Justiça de Goiás barra cobrança milionária de ITBI em imóvel rural usado para capitalizar empresa familiar
O Tribunal de Justiça do Estado de Goiás (TJGO) afastou a cobrança do Imposto sobre Transmissão de Bens Imóveis (ITBI) em operação de integralização de capital social realizada por meio da transferência de imóvel rural, quando não há formação de reserva de capital. A decisão foi proferida pela 2ª Câmara Cível, ao julgar apelação em mandado de segurança contra ato do município de Rio Verde.
No caso analisado, o município exigiu o ITBI com base na diferença entre o valor do imóvel declarado pelo contribuinte e um valor de mercado apurado unilateralmente pela administração tributária. O colegiado, contudo, reformou a sentença de primeira instância e reconheceu a imunidade tributária prevista no artigo 156, §2º, inciso I, da Constituição Federal, declarando inexigível o imposto na operação.
O acórdão destacou que, quando o imóvel é integralizado ao capital social, sem excedente destinado à reserva de capital, a imunidade do ITBI é incondicionada, não sendo legítima a cobrança sobre suposta diferença de valores. O entendimento também reforça a aplicação do artigo 23 da Lei nº 9.249/1995, que assegura ao contribuinte a opção de integralizar bens pelo valor constante na declaração do imposto de renda.
Para o advogado tributarista Leonardo Amaral, a decisão traz previsibilidade ao produtor rural e às empresas do agro. “O Tribunal deixou claro que a imunidade do ITBI protege a integralização de capital quando não há formação de reserva. A tentativa de cobrar imposto com base em avaliação unilateral do município desvirtua o objetivo constitucional de estimular a formalização e o crescimento das empresas”, afirma.

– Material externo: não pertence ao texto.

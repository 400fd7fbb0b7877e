//! Scenarios covering the API key endpoint

use super::expect_rejected;
use crate::core::client::PetFriendsClient;
use crate::core::config::Credentials;
use anyhow::{ensure, Result};

/// Valid credentials yield a 200 with a non-empty key
pub async fn api_key_with_valid_credentials(
    client: &PetFriendsClient,
    account: &Credentials,
) -> Result<()> {
    let api_key = client
        .get_api_key(&account.email, &account.password)
        .await?;
    ensure!(!api_key.key.is_empty(), "service returned an empty key");
    Ok(())
}

/// An unknown email must not yield a key
pub async fn api_key_with_invalid_email(
    client: &PetFriendsClient,
    account: &Credentials,
) -> Result<()> {
    let email = format!("{}1", account.email);
    expect_rejected(
        client.get_api_key(&email, &account.password).await,
        "api key request with an unknown email",
    )
}

/// A wrong password must not yield a key
pub async fn api_key_with_invalid_password(
    client: &PetFriendsClient,
    account: &Credentials,
) -> Result<()> {
    let password = format!("{}1", account.password);
    expect_rejected(
        client.get_api_key(&account.email, &password).await,
        "api key request with a wrong password",
    )
}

Segundo o advogado, o julgado também faz uma distinção importante em relação aos Temas 796 do STF e 1.113 do STJ. “Esses precedentes não autorizam a cobrança automática do ITBI sobre a diferença entre o valor declarado e o valor de mercado. A decisão do TJGO reafirma que, se não existe excedente ao capital social subscrito, não há fato gerador do imposto”, explica Leonardo Amaral.
A decisão é considerada relevante para o setor do agronegócio, especialmente para produtores rurais e grupos familiares que utilizam a integralização de imóveis como instrumento de reorganização societária, sucessão e planejamento patrimonial, trazendo maior segurança jurídica frente às autuações fiscais municipais.
Produtores rurais, empresários do agro e contadores devem acompanhar de perto a evolução da jurisprudência sobre ITBI e integralização de capital, tema estratégico para a proteção do patrimônio e a organização dos negócios no campo.